Our ancestors discovered that wine could get you sideways before they discovered how to make it taste good. The first proto-wines, concocted when juice at the bottom of a vessel full of grapes caught some free-floating yeast and fermented, weren’t all that toothsome—but they packed a magical punch. Alcohol is what makes wine wine; it’s not an afterthought.

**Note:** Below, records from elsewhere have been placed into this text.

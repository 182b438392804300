//! Store, reconciliation, lifecycle sweep, notification dispatch and the
//! periodic jobs that tie them together.

use std::sync::Arc;
use std::time::Duration;

use anyhow::{Context, Result};
use chrono::{DateTime, Utc};
use egw_adapters::{EncounterFeed, FeedBatch, ListingFeed, ListingView};
use egw_storage::{BackoffPolicy, FsImageCache, HttpClientConfig, HttpFetcher, ImageCache};
use tokio_cron_scheduler::{Job, JobScheduler};
use tracing::{error, info, info_span, warn, Instrument};
use uuid::Uuid;

pub mod commands;
pub mod config;
pub mod dispatch;
pub mod messages;
pub mod reconcile;
pub mod store;
pub mod sweep;
pub mod transport;

pub use commands::{Command, CommandPipeline, Reply, Request};
pub use config::{AppConfig, CompletionPolicy, EngineConfig, SourceRegistry};
pub use dispatch::{DispatchReport, Dispatcher};
pub use messages::Formatter;
pub use reconcile::{
    ActiveSetReport, Reconciler, RescheduleNotice, ScheduleChange, UpsertOutcome, UpsertReport,
};
pub use store::{BroadcastKind, GameFilter, GameQuery, GameStore};
pub use sweep::{sweep, SweepReport};
pub use transport::{
    DeliveryOutcome, LogTransport, MemoryTransport, NotificationTransport, TelegramTransport,
};

pub const CRATE_NAME: &str = "egw-sync";

/// Every long-lived component, built once at startup and shared by the jobs.
#[derive(Clone)]
pub struct Services {
    pub store: GameStore,
    pub feed: Arc<dyn ListingFeed>,
    pub reconciler: Reconciler,
    pub dispatcher: Dispatcher,
    pub commands: Arc<CommandPipeline>,
}

impl Services {
    pub fn new(
        store: GameStore,
        feed: Arc<dyn ListingFeed>,
        images: Arc<dyn ImageCache>,
        transport: Arc<dyn NotificationTransport>,
        chats: Vec<i64>,
        formatter: Formatter,
        engine: EngineConfig,
    ) -> Self {
        Self {
            reconciler: Reconciler::new(store.clone(), images, engine),
            dispatcher: Dispatcher::new(store.clone(), transport, chats, formatter, engine),
            commands: Arc::new(CommandPipeline::new(store.clone(), formatter)),
            feed,
            store,
        }
    }

    /// Connects, migrates and wires the live collaborators.
    pub async fn from_config(config: &AppConfig) -> Result<Self> {
        let store = GameStore::connect(&config.database_url).await?;
        store.migrate().await?;

        let http = Arc::new(HttpFetcher::new(HttpClientConfig {
            timeout: Duration::from_secs(config.http_timeout_secs),
            user_agent: Some(config.user_agent.clone()),
            backoff: BackoffPolicy {
                max_retries: config.http_max_retries,
                ..BackoffPolicy::default()
            },
            ..HttpClientConfig::default()
        })?);

        let registry = SourceRegistry::load(&config.sources_path).await?;
        let feed = EncounterFeed::new(
            http.clone(),
            registry.sources,
            config.source_offset()?,
            Duration::from_secs(config.batch_timeout_secs),
        );
        let images = FsImageCache::new(config.images_dir.clone(), http.clone());

        let transport: Arc<dyn NotificationTransport> = match &config.bot_token {
            Some(token) => Arc::new(TelegramTransport::new(
                http.client().clone(),
                &config.telegram_api_base,
                token,
            )),
            None => {
                warn!("no bot token configured; messages are only logged");
                Arc::new(LogTransport)
            }
        };

        Ok(Self::new(
            store,
            Arc::new(feed),
            Arc::new(images),
            transport,
            config.chat_ids.clone(),
            Formatter::new(config.source_offset()?),
            config.engine,
        ))
    }

    async fn fetch_views(&self) -> (FeedBatch, FeedBatch) {
        tokio::join!(
            self.feed.fetch_view(ListingView::Upcoming),
            self.feed.fetch_view(ListingView::Active)
        )
    }
}

#[derive(Debug, Clone)]
pub struct IngestSummary {
    pub run_id: Uuid,
    pub started_at: DateTime<Utc>,
    pub finished_at: DateTime<Utc>,
    pub records: usize,
    pub created: usize,
    pub updated: usize,
    pub unchanged: usize,
    pub failed_records: usize,
    pub failed_targets: usize,
    pub reschedule_notices: usize,
}

/// Scrapes both views and merges every record. A record that fails to merge
/// is logged and skipped.
pub async fn run_ingestion(services: &Services, now: DateTime<Utc>) -> Result<IngestSummary> {
    let run_id = Uuid::new_v4();
    async move {
        let started_at = Utc::now();
        let (upcoming, active) = services.fetch_views().await;
        let mut summary = IngestSummary {
            run_id,
            started_at,
            finished_at: started_at,
            records: upcoming.records.len() + active.records.len(),
            created: 0,
            updated: 0,
            unchanged: 0,
            failed_records: 0,
            failed_targets: upcoming.failed_targets + active.failed_targets,
            reschedule_notices: 0,
        };

        for record in upcoming.records.iter().chain(active.records.iter()) {
            let report = match services.reconciler.upsert(record, now).await {
                Ok(report) => report,
                Err(err) => {
                    warn!(game_id = record.id, error = %err, "failed to merge record");
                    summary.failed_records += 1;
                    continue;
                }
            };
            match report.outcome {
                UpsertOutcome::Created => summary.created += 1,
                UpsertOutcome::Updated => summary.updated += 1,
                UpsertOutcome::Unchanged => summary.unchanged += 1,
            }
            if let Some(notice) = &report.reschedule {
                if services
                    .dispatcher
                    .broadcast_reschedule(&report.game, notice)
                    .await?
                {
                    summary.reschedule_notices += 1;
                }
            }
        }

        summary.finished_at = Utc::now();
        info!(
            records = summary.records,
            created = summary.created,
            updated = summary.updated,
            unchanged = summary.unchanged,
            failed_records = summary.failed_records,
            failed_targets = summary.failed_targets,
            "ingestion finished"
        );
        Ok(summary)
    }
    .instrument(info_span!("ingest", %run_id))
    .await
}

pub async fn run_active_set(services: &Services) -> Result<ActiveSetReport> {
    let run_id = Uuid::new_v4();
    async move {
        let (upcoming, active) = services.fetch_views().await;
        services
            .reconciler
            .reconcile_active_set(&active, &upcoming)
            .await
    }
    .instrument(info_span!("active_set", %run_id))
    .await
}

pub async fn run_sweep(services: &Services, now: DateTime<Utc>) -> Result<SweepReport> {
    let run_id = Uuid::new_v4();
    async move {
        let report = sweep(&services.store, now).await?;
        info!(
            examined = report.examined,
            transitions = report.transitions.len(),
            "sweep finished"
        );
        Ok(report)
    }
    .instrument(info_span!("sweep", %run_id))
    .await
}

pub async fn run_dispatch(services: &Services, now: DateTime<Utc>) -> Result<DispatchReport> {
    let run_id = Uuid::new_v4();
    services
        .dispatcher
        .run(now)
        .instrument(info_span!("dispatch", %run_id))
        .await
}

#[derive(Debug, Clone, Copy, PartialEq, Eq)]
pub enum JobKind {
    Ingest,
    ActiveSet,
    Sweep,
    Dispatch,
}

impl JobKind {
    pub fn as_str(self) -> &'static str {
        match self {
            Self::Ingest => "ingest",
            Self::ActiveSet => "active_set",
            Self::Sweep => "sweep",
            Self::Dispatch => "dispatch",
        }
    }

    fn cron(self, config: &AppConfig) -> &str {
        match self {
            Self::Ingest => &config.ingest_cron,
            Self::ActiveSet => &config.active_set_cron,
            Self::Sweep => &config.sweep_cron,
            Self::Dispatch => &config.dispatch_cron,
        }
    }
}

pub async fn run_job(services: &Services, kind: JobKind) -> Result<()> {
    let now = Utc::now();
    match kind {
        JobKind::Ingest => run_ingestion(services, now).await.map(|_| ()),
        JobKind::ActiveSet => run_active_set(services).await.map(|_| ()),
        JobKind::Sweep => run_sweep(services, now).await.map(|_| ()),
        JobKind::Dispatch => run_dispatch(services, now).await.map(|_| ()),
    }
}

/// One cron job per periodic task. Jobs never wait on each other; overlapping
/// runs are safe because every mutation is flag-gated or compare-and-set.
pub async fn maybe_build_scheduler(
    services: Arc<Services>,
    config: &AppConfig,
) -> Result<Option<JobScheduler>> {
    if !config.scheduler_enabled {
        return Ok(None);
    }

    let sched = JobScheduler::new().await.context("creating scheduler")?;
    for kind in [JobKind::Ingest, JobKind::ActiveSet, JobKind::Sweep, JobKind::Dispatch] {
        let cron = kind.cron(config);
        let services = services.clone();
        let job = Job::new_async(cron, move |_uuid, _l| {
            let services = services.clone();
            Box::pin(async move {
                if let Err(err) = run_job(&services, kind).await {
                    error!(job = kind.as_str(), error = %err, "scheduled job failed");
                }
            })
        })
        .with_context(|| format!("creating {} job for cron {cron}", kind.as_str()))?;
        sched.add(job).await.context("adding scheduler job")?;
        info!(job = kind.as_str(), cron, "scheduled");
    }
    Ok(Some(sched))
}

From the beginning of written commentary about wine a few thousand years back, its role as a doorway to the ecstatic has been a constant theme. These days, the intoxicant value of this intoxicating beverage only gets mentioned in low-life contexts, like hillbilly songs where the writers need something to rhyme with “shine” or “fine.” In the drawing room prose that dominates fine wine circles, wine is promoted as “convivial,” or as an “ice breaker,” or a “social lubricant,” or as something that “makes food more enjoyable.” All of which is true, but what all these euphemisms boil down to is that wine gets you buzzed.